CHARLOTTE, N.C. — Flinching in the face of economic weakness, President Barack Obama's top aides refused to say Sunday in the run-up to the Democratic National Convention if Americans are better off than they were four years ago.
Obama campaigned in Colorado and Vice President Joe Biden in Pennsylvania as their senior surrogates sought to deflect discomforting questions and turn them into criticism of Republican challenger Mitt Romney.
"The Romney path would be the wrong path for the middle class, the wrong path for this country," said David Plouffe, one of Obama's top White House aides.
But responding to the question that has become a staple of presidential campaigns, he sidestepped when asked if Americans are better off than when Obama took office.
"We've clearly improved ... from the depths of the recession," he said.
Planeloads of delegates flew into their convention city for two days of receptions before their first meeting in the Time Warner Cable Arena on Tuesday.
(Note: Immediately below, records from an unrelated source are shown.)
//! Error types for the gateway layer

use axum::{
    http::StatusCode,
    response::{IntoResponse, Response},
    Json,
};
use serde_json::json;
use thiserror::Error;

/// Gateway error types
#[derive(Error, Debug)]
pub enum GatewayError {
    #[error("Authentication failed: {0}")]
    AuthenticationFailed(String),

    #[error("Invalid request: {0}")]
    InvalidRequest(String),

    #[error("Internal server error: {0}")]
    InternalError(String),

    #[error("WebSocket error: {0}")]
    WebSocketError(String),
}

impl GatewayError {
    pub fn status_code(&self) -> StatusCode {
        match self {
            GatewayError::AuthenticationFailed(_) => StatusCode::UNAUTHORIZED,
            GatewayError::InvalidRequest(_) => StatusCode::BAD_REQUEST,
            GatewayError::InternalError(_) | GatewayError::WebSocketError(_) => {
                StatusCode::INTERNAL_SERVER_ERROR
            }
        }
    }
}

impl IntoResponse for GatewayError {
    fn into_response(self) -> Response {
        let status = self.status_code();
        let error_response = json!({
            "error": status.as_str(),
            "message": self.to_string(),
        });

        (status, Json(error_response)).into_response()
    }
}

/// Result type for gateway operations
pub type GatewayResult<T> = Result<T, GatewayError>;

impl From<swapmeet_auth::AuthError> for GatewayError {
    fn from(error: swapmeet_auth::AuthError) -> Self {
        use swapmeet_auth::AuthError;
        match error {
            AuthError::SessionNotFound
            | AuthError::SessionExpired
            | AuthError::InvalidSession
            | AuthError::InvalidCredentials
            | AuthError::UserNotFound => {
                GatewayError::AuthenticationFailed("invalid or expired credential".to_string())
            }
            other => GatewayError::InternalError(other.to_string()),
        }
    }
}

impl From<serde_json::Error> for GatewayError {
    fn from(error: serde_json::Error) -> Self {
        GatewayError::InvalidRequest(format!("JSON serialization error: {}", error))
    }
}
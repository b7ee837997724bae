//! Runtime index of room membership.
//!
//! Rooms are addressing groups for broadcast fan-out, keyed by conversation
//! id (or a per-user name for notification rooms). Purely in-memory; a
//! membership never outlives its connection.

use std::collections::{HashMap, HashSet};

use crate::connection::ConnectionId;

/// Deterministic name of a user's private notification room.
pub fn user_room(user_id: &str) -> String {
    format!("user:{user_id}")
}

#[derive(Debug, Default)]
pub struct RoomRegistry {
    rooms: HashMap<String, HashSet<ConnectionId>>,
    joined: HashMap<ConnectionId, HashSet<String>>,
}

impl RoomRegistry {
    pub fn new() -> Self {
        Self::default()
    }

    /// Add a connection to a room. Returns false if it was already a member.
    pub fn join(&mut self, connection: ConnectionId, room: &str) -> bool {
        let newly_joined = self
            .rooms
            .entry(room.to_string())
            .or_default()
            .insert(connection);

        if newly_joined {
            self.joined
                .entry(connection)
                .or_default()
                .insert(room.to_string());
        }

        newly_joined
    }

    /// Remove a connection from a room. Absence is not an error.
    pub fn leave(&mut self, connection: ConnectionId, room: &str) -> bool {
        let removed = match self.rooms.get_mut(room) {
            Some(members) => {
                let removed = members.remove(&connection);
                if members.is_empty() {
                    self.rooms.remove(room);
                }
                removed
            }
            None => false,
        };

        if removed {
            if let Some(rooms) = self.joined.get_mut(&connection) {
                rooms.remove(room);
                if rooms.is_empty() {
                    self.joined.remove(&connection);
                }
            }
        }

        removed
    }

    /// Remove a connection from every room it joined. Returns the rooms it
    /// was removed from.
    pub fn drop_connection(&mut self, connection: ConnectionId) -> Vec<String> {
        let Some(rooms) = self.joined.remove(&connection) else {
            return Vec::new();
        };

        let mut left = Vec::with_capacity(rooms.len());
        for room in rooms {
            if let Some(members) = self.rooms.get_mut(&room) {
                members.remove(&connection);
                if members.is_empty() {
                    self.rooms.remove(&room);
                }
            }
            left.push(room);
        }

        left
    }

    pub fn members(&self, room: &str) -> Vec<ConnectionId> {
        self.rooms
            .get(room)
            .map(|members| members.iter().copied().collect())
            .unwrap_or_default()
    }

    pub fn rooms_of(&self, connection: ConnectionId) -> Vec<String> {
        self.joined
            .get(&connection)
            .map(|rooms| rooms.iter().cloned().collect())
            .unwrap_or_default()
    }

    pub fn is_member(&self, connection: ConnectionId, room: &str) -> bool {
        self.rooms
            .get(room)
            .is_some_and(|members| members.contains(&connection))
    }
}
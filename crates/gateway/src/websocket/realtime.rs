//! The `/ws` endpoint: handshake authentication and the per-connection pump.
//!
//! The bearer credential is verified *before* the upgrade completes; a
//! missing or invalid credential fails the handshake and no connection is
//! ever registered with the hub.

use axum::{
    extract::{
        ws::{Message, WebSocket, WebSocketUpgrade},
        Query, State,
    },
    http::{header, HeaderMap},
    response::Response,
};
use futures_util::{SinkExt, StreamExt};
use serde::Deserialize;
use std::sync::Arc;
use tracing::{debug, warn};

use swapmeet_realtime::{dispatch, ClientEvent, ServerEvent, UserSummary};

use crate::error::{GatewayError, GatewayResult};
use crate::state::GatewayState;

#[derive(Debug, Deserialize)]
pub struct WebSocketQuery {
    token: Option<String>,
}

/// Realtime WebSocket connection handler
pub async fn realtime_websocket_handler(
    State(state): State<Arc<GatewayState>>,
    Query(query): Query<WebSocketQuery>,
    headers: HeaderMap,
    ws: WebSocketUpgrade,
) -> GatewayResult<Response> {
    let token = query
        .token
        .or_else(|| bearer_token(&headers))
        .ok_or_else(|| {
            GatewayError::AuthenticationFailed("missing authentication credential".to_string())
        })?;

    let (user, _session) = state.authenticator().verify_credential(&token).await?;

    let summary = UserSummary {
        name: user
            .display_name
            .or(user.email)
            .unwrap_or_else(|| user.public_id.clone()),
        id: user.public_id,
        avatar: user.avatar_url,
    };

    Ok(ws.on_upgrade(move |socket| handle_realtime_socket(socket, state, summary)))
}

fn bearer_token(headers: &HeaderMap) -> Option<String> {
    headers
        .get(header::AUTHORIZATION)
        .and_then(|value| value.to_str().ok())
        .and_then(|value| value.strip_prefix("Bearer "))
        .map(str::to_owned)
}

/// Pump a registered connection: outbound hub events to the socket, inbound
/// frames through the dispatcher. Events from this connection are handled
/// serially; the hub cleanup runs whatever way the socket goes down.
async fn handle_realtime_socket(socket: WebSocket, state: Arc<GatewayState>, user: UserSummary) {
    let hub = state.hub.clone();
    let (connection, mut events) = hub.register(user.clone()).await;
    hub.send_to_connection(connection, ServerEvent::Hello { user })
        .await;

    let (mut sender, mut receiver) = socket.split();

    let send_task = tokio::spawn(async move {
        while let Some(event) = events.recv().await {
            match serde_json::to_string(&event) {
                Ok(text) => {
                    if sender.send(Message::Text(text)).await.is_err() {
                        break;
                    }
                }
                Err(err) => warn!(%err, "failed to encode server event"),
            }
        }
    });

    let receive_hub = hub.clone();
    let receive_task = tokio::spawn(async move {
        while let Some(Ok(message)) = receiver.next().await {
            match message {
                Message::Text(text) => match serde_json::from_str::<ClientEvent>(&text) {
                    Ok(event) => dispatch(&receive_hub, connection, event).await,
                    Err(err) => {
                        debug!(%connection, %err, "undecodable client event");
                        let event = ServerEvent::Error {
                            error: "INVALID_EVENT".to_string(),
                            message: "could not decode event".to_string(),
                        };
                        receive_hub.send_to_connection(connection, event).await;
                    }
                },
                Message::Close(_) => break,
                _ => {}
            }
        }
    });

    tokio::select! {
        _ = send_task => {},
        _ = receive_task => {},
    }

    hub.disconnect(connection).await;
}
use axum::Json;
use chrono::Utc;
use serde::Serialize;

#[derive(Debug, Serialize)]
pub struct HealthResponse {
    pub status: String,
    pub timestamp: String,
}

pub async fn health_check() -> Json<HealthResponse> {
    Json(HealthResponse {
        status: "ok".to_string(),
        timestamp: Utc::now().to_rfc3339(),
    })
}
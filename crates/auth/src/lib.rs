//! Credential issuance and verification for the Swapmeet backend.
//!
//! The real-time layer treats this crate as its identity provider: it hands a
//! bearer token to [`Authenticator::verify_credential`] and trusts the verdict.

use argon2::password_hash::{
    rand_core::OsRng, PasswordHash, PasswordHasher, PasswordVerifier, SaltString,
};
use argon2::Argon2;
use base64::engine::general_purpose::URL_SAFE_NO_PAD;
use base64::Engine as _;
use chrono::{DateTime, Duration, Utc};
use cuid2::CuidConstructor;
use once_cell::sync::Lazy;
use rand::RngCore;
use serde::Serialize;
use sqlx::{Row, SqlitePool, Transaction};
use swapmeet_config::AuthConfig;
use thiserror::Error;
use tracing::debug;

static CUID: Lazy<CuidConstructor> = Lazy::new(CuidConstructor::new);

#[derive(Clone)]
pub struct Authenticator {
    pool: SqlitePool,
    session_ttl: Duration,
}

#[derive(Debug, Error)]
pub enum AuthError {
    #[error("user already exists")]
    UserExists,
    #[error("invalid credentials")]
    InvalidCredentials,
    #[error("user not found")]
    UserNotFound,
    #[error("database error: {0}")]
    Database(#[from] sqlx::Error),
    #[error("password hashing failed: {0}")]
    PasswordHash(#[from] argon2::password_hash::Error),
    #[error("session not found")]
    SessionNotFound,
    #[error("session expired")]
    SessionExpired,
    #[error("invalid session token")]
    InvalidSession,
}

#[derive(Debug, Clone, Serialize)]
pub struct User {
    #[serde(skip_serializing)]
    pub id: i64,
    pub public_id: String,
    pub email: Option<String>,
    pub display_name: Option<String>,
    pub avatar_url: Option<String>,
}

#[derive(Debug, Clone)]
pub struct AuthSession {
    pub token: String,
    pub user_id: i64,
    pub expires_at: DateTime<Utc>,
}

impl Authenticator {
    pub fn new(pool: SqlitePool, config: AuthConfig) -> Self {
        let session_ttl = Duration::seconds(config.session_ttl_seconds as i64);

        Self { pool, session_ttl }
    }

    pub fn pool(&self) -> SqlitePool {
        self.pool.clone()
    }

    pub async fn register_with_password(
        &self,
        email: &str,
        password: &str,
        display_name: Option<&str>,
    ) -> Result<User, AuthError> {
        let mut tx = self.pool.begin().await?;

        let existing = sqlx::query("SELECT id FROM users WHERE email = ?")
            .bind(email)
            .fetch_optional(&mut *tx)
            .await?;

        if existing.is_some() {
            return Err(AuthError::UserExists);
        }

        let now = Utc::now();
        let password_hash = self.hash_password(password)?;

        let user = self
            .insert_user(&mut tx, Some(email.to_owned()), display_name)
            .await?;

        sqlx::query(
            "INSERT INTO user_identities (user_id, provider, provider_uid, secret, created_at, updated_at) VALUES (?, ?, ?, ?, ?, ?)",
        )
        .bind(user.id)
        .bind("password")
        .bind(email)
        .bind(password_hash)
        .bind(now.to_rfc3339())
        .bind(now.to_rfc3339())
        .execute(&mut *tx)
        .await?;

        tx.commit().await?;

        debug!(user = %user.public_id, "registered password identity");
        Ok(user)
    }

    pub async fn login_with_password(
        &self,
        email: &str,
        password: &str,
    ) -> Result<AuthSession, AuthError> {
        let identity = sqlx::query(
            "SELECT user_id, secret FROM user_identities WHERE provider = 'password' AND provider_uid = ?",
        )
        .bind(email)
        .fetch_optional(&self.pool)
        .await?;

        let Some(row) = identity else {
            return Err(AuthError::InvalidCredentials);
        };

        let secret: String = row.try_get("secret")?;
        let stored_hash = PasswordHash::new(&secret)?;
        Argon2::default()
            .verify_password(password.as_bytes(), &stored_hash)
            .map_err(|_| AuthError::InvalidCredentials)?;

        let user_id: i64 = row.try_get("user_id")?;
        self.fetch_user(user_id).await?;

        self.issue_session(user_id).await
    }

    /// Verify an opaque bearer credential and resolve the identity behind it.
    ///
    /// Expired sessions are deleted as a side effect so the table does not
    /// accumulate dead rows.
    pub async fn verify_credential(&self, token: &str) -> Result<(User, AuthSession), AuthError> {
        let row = sqlx::query("SELECT user_id, expires_at FROM sessions WHERE token = ?")
            .bind(token)
            .fetch_optional(&self.pool)
            .await?;

        let Some(row) = row else {
            return Err(AuthError::SessionNotFound);
        };

        let user_id: i64 = row.try_get("user_id")?;
        let expires_at: String = row.try_get("expires_at")?;

        let expires_at = DateTime::parse_from_rfc3339(&expires_at)
            .map_err(|_| AuthError::InvalidSession)?
            .with_timezone(&Utc);

        if expires_at <= Utc::now() {
            sqlx::query("DELETE FROM sessions WHERE token = ?")
                .bind(token)
                .execute(&self.pool)
                .await?;
            return Err(AuthError::SessionExpired);
        }

        let user = self.fetch_user(user_id).await?;
        let session = AuthSession {
            token: token.to_owned(),
            user_id,
            expires_at,
        };

        Ok((user, session))
    }

    /// Resolve the public profile for a user by public id.
    pub async fn user_summary(&self, public_id: &str) -> Result<User, AuthError> {
        let row = sqlx::query("SELECT id FROM users WHERE public_id = ?")
            .bind(public_id)
            .fetch_optional(&self.pool)
            .await?;

        let Some(row) = row else {
            return Err(AuthError::UserNotFound);
        };

        self.fetch_user(row.try_get("id")?).await
    }

    async fn insert_user(
        &self,
        tx: &mut Transaction<'_, sqlx::Sqlite>,
        email: Option<String>,
        display_name: Option<&str>,
    ) -> Result<User, AuthError> {
        let now = Utc::now().to_rfc3339();
        let public_id = new_public_id();

        sqlx::query(
            "INSERT INTO users (public_id, email, display_name, avatar_url, created_at, updated_at) VALUES (?, ?, ?, NULL, ?, ?)",
        )
        .bind(&public_id)
        .bind(email.as_deref())
        .bind(display_name)
        .bind(&now)
        .bind(&now)
        .execute(&mut **tx)
        .await?;

        let row = sqlx::query("SELECT id FROM users WHERE public_id = ?")
            .bind(&public_id)
            .fetch_one(&mut **tx)
            .await?;

        Ok(User {
            id: row.try_get("id")?,
            public_id,
            email,
            display_name: display_name.map(str::to_owned),
            avatar_url: None,
        })
    }

    async fn fetch_user(&self, id: i64) -> Result<User, AuthError> {
        let row = sqlx::query(
            "SELECT id, public_id, email, display_name, avatar_url FROM users WHERE id = ?",
        )
        .bind(id)
        .fetch_optional(&self.pool)
        .await?;

        let Some(row) = row else {
            return Err(AuthError::UserNotFound);
        };

        Ok(User {
            id,
            public_id: row.try_get("public_id")?,
            email: row.try_get("email")?,
            display_name: row.try_get("display_name")?,
            avatar_url: row.try_get("avatar_url")?,
        })
    }

    async fn issue_session(&self, user_id: i64) -> Result<AuthSession, AuthError> {
        let token = self.generate_session_token();
        let now = Utc::now();
        let expires_at = now + self.session_ttl;

        sqlx::query(
            "INSERT INTO sessions (user_id, token, created_at, expires_at) VALUES (?, ?, ?, ?)",
        )
        .bind(user_id)
        .bind(&token)
        .bind(now.to_rfc3339())
        .bind(expires_at.to_rfc3339())
        .execute(&self.pool)
        .await?;

        Ok(AuthSession {
            token,
            user_id,
            expires_at,
        })
    }

    fn hash_password(&self, password: &str) -> Result<String, argon2::password_hash::Error> {
        let salt = SaltString::generate(&mut OsRng);
        let hash = Argon2::default().hash_password(password.as_bytes(), &salt)?;
        Ok(hash.to_string())
    }

    fn generate_session_token(&self) -> String {
        let mut bytes = [0u8; 32];
        rand::thread_rng().fill_bytes(&mut bytes);
        URL_SAFE_NO_PAD.encode(bytes)
    }
}

fn new_public_id() -> String {
    CUID.create_id()
}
Hundreds of demonstrators marched through the streets around the hall, protesting what they call corporate greed as well as U.S. drone strikes overseas said to kill children as well as terrorists.
Biden, campaigning in York, Pa., hit Romney on foreign policy.
"He said it was a mistake to end the war in Iraq and bring all of our warriors home," the vice president said. "He said it was a mistake to set an end date for our warriors in Afghanistan and bring them home. He implies by the speech that he's ready to go to war in Syria and Iran."